**WORK REQUEST:** The required lines are those that contain "width"; pull them out of the data and copy them.

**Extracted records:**
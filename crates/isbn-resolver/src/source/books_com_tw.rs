//! books.com.tw search page adapter.

use super::{endpoint_url, Source};
use crate::error::{Absent, SourceResult};
use crate::extract::{BooksComTwRule, ExtractionRule};
use crate::http::{browser_headers, HttpClient};
use crate::types::SourceKind;
use async_trait::async_trait;
use std::sync::Arc;

pub struct BooksComTwSource {
    client: Arc<dyn HttpClient>,
    base: String,
}

impl BooksComTwSource {
    pub fn new(client: Arc<dyn HttpClient>, base: impl Into<String>) -> Self {
        Self {
            client,
            base: base.into(),
        }
    }

    fn search_url(&self, isbn: &str) -> Result<String, Absent> {
        let url = endpoint_url(&self.base, &["search", "query", "key", isbn, "cat", "all"])?;
        Ok(url.into())
    }
}

#[async_trait]
impl Source for BooksComTwSource {
    fn kind(&self) -> SourceKind {
        SourceKind::BooksComTw
    }

    async fn resolve(&self, isbn: &str) -> SourceResult {
        let url = self.search_url(isbn)?;
        let resp = self.client.get(&url, &browser_headers()).await?;
        if !resp.is_success() {
            tracing::warn!("books.com.tw returned status {} for {isbn}", resp.status);
            return Err(Absent::Status(resp.status));
        }

        BooksComTwRule
            .extract(&resp.body, isbn)
            .ok_or(Absent::NoMatch)
    }
}
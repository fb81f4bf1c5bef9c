//! Lens-model capability: projection parameters in, remap tables out.
//!
//! A [`LensModel`] is built for one calibration and turns anypoint or
//! panorama parameters into a pair of [`RemapTables`]. Each table entry holds
//! the fisheye source coordinate sampled by the corresponding output pixel.
//! Entries that have no valid source are negative.

use nalgebra::DMatrix;

use crate::camera::{CameraModelError, Resolution};

pub mod camera_lens;

pub use camera_lens::CameraLens;

#[derive(thiserror::Error, Debug)]
pub enum LensError {
    #[error("Invalid projection parameter: {0}")]
    InvalidParameter(String),
    #[error("Remap tables differ in shape: map_x is {x}, map_y is {y}")]
    ShapeMismatch { x: Resolution, y: Resolution },
    #[error("Calibration error: {0}")]
    Camera(#[from] CameraModelError),
}

/// Marker value for table entries with no valid source pixel.
pub const INVALID_COORDINATE: f32 = -1.0;

/// Per-output-pixel source coordinates.
///
/// Both tables have `height` rows and `width` columns. The pair can only be
/// built with matching shapes.
#[derive(Debug, Clone, PartialEq)]
pub struct RemapTables {
    map_x: DMatrix<f32>,
    map_y: DMatrix<f32>,
}

impl RemapTables {
    pub fn new(map_x: DMatrix<f32>, map_y: DMatrix<f32>) -> Result<Self, LensError> {
        if map_x.shape() != map_y.shape() {
            return Err(LensError::ShapeMismatch {
                x: Resolution::new(map_x.ncols() as u32, map_x.nrows() as u32),
                y: Resolution::new(map_y.ncols() as u32, map_y.nrows() as u32),
            });
        }
        Ok(RemapTables { map_x, map_y })
    }

    pub fn map_x(&self) -> &DMatrix<f32> {
        &self.map_x
    }

    pub fn map_y(&self) -> &DMatrix<f32> {
        &self.map_y
    }

    pub fn width(&self) -> u32 {
        self.map_x.ncols() as u32
    }

    pub fn height(&self) -> u32 {
        self.map_x.nrows() as u32
    }

    pub fn resolution(&self) -> Resolution {
        Resolution::new(self.width(), self.height())
    }

    /// Source coordinate for output pixel `(col, row)`, or `None` when the
    /// entry is invalid or out of range.
    pub fn source(&self, col: u32, row: u32) -> Option<(f32, f32)> {
        let (row, col) = (row as usize, col as usize);
        if row >= self.map_x.nrows() || col >= self.map_x.ncols() {
            return None;
        }
        let x = self.map_x[(row, col)];
        let y = self.map_y[(row, col)];
        if x < 0.0 || y < 0.0 || !x.is_finite() || !y.is_finite() {
            return None;
        }
        Some((x, y))
    }

    /// Output pixels along the table border, walked clockwise from the
    /// top-left corner: top row, right column, bottom row, left column.
    pub fn border(&self) -> Vec<(u32, u32)> {
        let (w, h) = (self.width(), self.height());
        if w == 0 || h == 0 {
            return Vec::new();
        }
        let mut pixels = Vec::with_capacity(2 * (w + h) as usize);
        pixels.extend((0..w).map(|col| (col, 0)));
        pixels.extend((1..h).map(|row| (w - 1, row)));
        if h > 1 {
            pixels.extend((0..w.saturating_sub(1)).rev().map(|col| (col, h - 1)));
        }
        if w > 1 {
            pixels.extend((1..h.saturating_sub(1)).rev().map(|row| (0, row)));
        }
        pixels
    }
}

/// The external lens-model capability.
///
/// Implementations are constructed for one calibration and must be
/// deterministic: the same arguments always yield the same tables.
pub trait LensModel {
    /// Identity of the calibration this lens was built from.
    fn calibration_id(&self) -> &str;

    /// Steerable rectilinear view, sub-mode 1 (`alpha` tilt towards azimuth `beta`).
    fn anypoint(
        &self,
        alpha: f64,
        beta: f64,
        zoom: f64,
        submode: u8,
        output: Resolution,
    ) -> Result<RemapTables, LensError>;

    /// Steerable rectilinear view, sub-mode 2 (pitch `alpha`, yaw `beta`, `roll`).
    fn anypoint_car(
        &self,
        alpha: f64,
        beta: f64,
        roll: f64,
        zoom: f64,
        output: Resolution,
    ) -> Result<RemapTables, LensError>;

    /// Cylindrical unwrap between polar angles `alpha_min` and `alpha_max`.
    fn panorama(
        &self,
        alpha_min: f64,
        alpha_max: f64,
        output: Resolution,
    ) -> Result<RemapTables, LensError>;
}
//! Media capability: frame sources and how they are opened.
//!
//! A [`MediaSource`] yields decoded frames one at a time and exposes a frame
//! cursor for seekable sources. A [`MediaBackend`] turns a [`SourceSpec`] into
//! a source; [`FileBackend`] covers still images and image-sequence videos,
//! other decoders plug in through the same trait.

use std::fmt;
use std::path::{Path, PathBuf};

use image::{ImageFormat, RgbImage};
use log::info;
use serde::{Deserialize, Serialize};

pub mod sequence;
pub mod still;

pub use sequence::FrameSequence;
pub use still::StillImageSource;

#[derive(thiserror::Error, Debug, Clone, PartialEq)]
pub enum MediaError {
    #[error("Cannot open source: {0}")]
    Open(String),
    #[error("Cannot read frame: {0}")]
    Read(String),
}

#[derive(Debug, Clone, Copy, PartialEq, Eq, Serialize, Deserialize)]
#[serde(rename_all = "snake_case")]
pub enum SourceKind {
    StillImage,
    VideoFile,
    LiveCamera,
}

/// What to open: a file or directory on disk, or a capture device.
#[derive(Debug, Clone, PartialEq, Eq)]
pub enum SourceSpec {
    File(PathBuf),
    Camera(String),
}

impl fmt::Display for SourceSpec {
    fn fmt(&self, f: &mut fmt::Formatter<'_>) -> fmt::Result {
        match self {
            SourceSpec::File(path) => write!(f, "{}", path.display()),
            SourceSpec::Camera(device) => write!(f, "camera {device}"),
        }
    }
}

pub trait MediaSource {
    fn kind(&self) -> SourceKind;

    /// Decode the frame at the cursor and advance it. `Ok(None)` means the
    /// end of the stream was reached.
    fn read_next(&mut self) -> Result<Option<RgbImage>, MediaError>;

    /// Index of the frame the next `read_next` returns. Always 0 for still
    /// images and live cameras.
    fn position(&self) -> u64;

    fn set_position(&mut self, index: u64) -> Result<(), MediaError>;

    fn fps(&self) -> Option<f64>;

    /// Known only for finite video.
    fn frame_count(&self) -> Option<u64>;
}

pub trait MediaBackend {
    fn open(&self, spec: &SourceSpec) -> Result<Box<dyn MediaSource>, MediaError>;
}

/// Opens image files as still images and directories as frame sequences.
#[derive(Debug, Clone)]
pub struct FileBackend {
    sequence_fps: f64,
}

impl FileBackend {
    pub fn new(sequence_fps: f64) -> Self {
        FileBackend { sequence_fps }
    }

    fn open_path(&self, path: &Path) -> Result<Box<dyn MediaSource>, MediaError> {
        if path.is_dir() {
            let sequence = FrameSequence::from_dir(path, self.sequence_fps)?;
            info!(
                "Opened image sequence {} ({} frames at {} fps)",
                path.display(),
                sequence.len(),
                self.sequence_fps
            );
            return Ok(Box::new(sequence));
        }
        if !path.exists() {
            return Err(MediaError::Open(format!(
                "{} does not exist",
                path.display()
            )));
        }
        if ImageFormat::from_path(path).is_err() {
            return Err(MediaError::Open(format!(
                "{} is not a supported image format and no video decoder is available",
                path.display()
            )));
        }

        let still = StillImageSource::open(path)?;
        info!("Opened still image {}", path.display());
        Ok(Box::new(still))
    }
}

impl Default for FileBackend {
    fn default() -> Self {
        FileBackend::new(30.0)
    }
}

impl MediaBackend for FileBackend {
    fn open(&self, spec: &SourceSpec) -> Result<Box<dyn MediaSource>, MediaError> {
        match spec {
            SourceSpec::File(path) => self.open_path(path),
            SourceSpec::Camera(device) => Err(MediaError::Open(format!(
                "no capture driver for camera {device}"
            ))),
        }
    }
}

**SOLUTION TO THE EXERCISE:**
/// Both tables have `height` rows and `width` columns. The pair can only be
    pub fn width(&self) -> u32 {
        Resolution::new(self.width(), self.height())
        let (w, h) = (self.width(), self.height());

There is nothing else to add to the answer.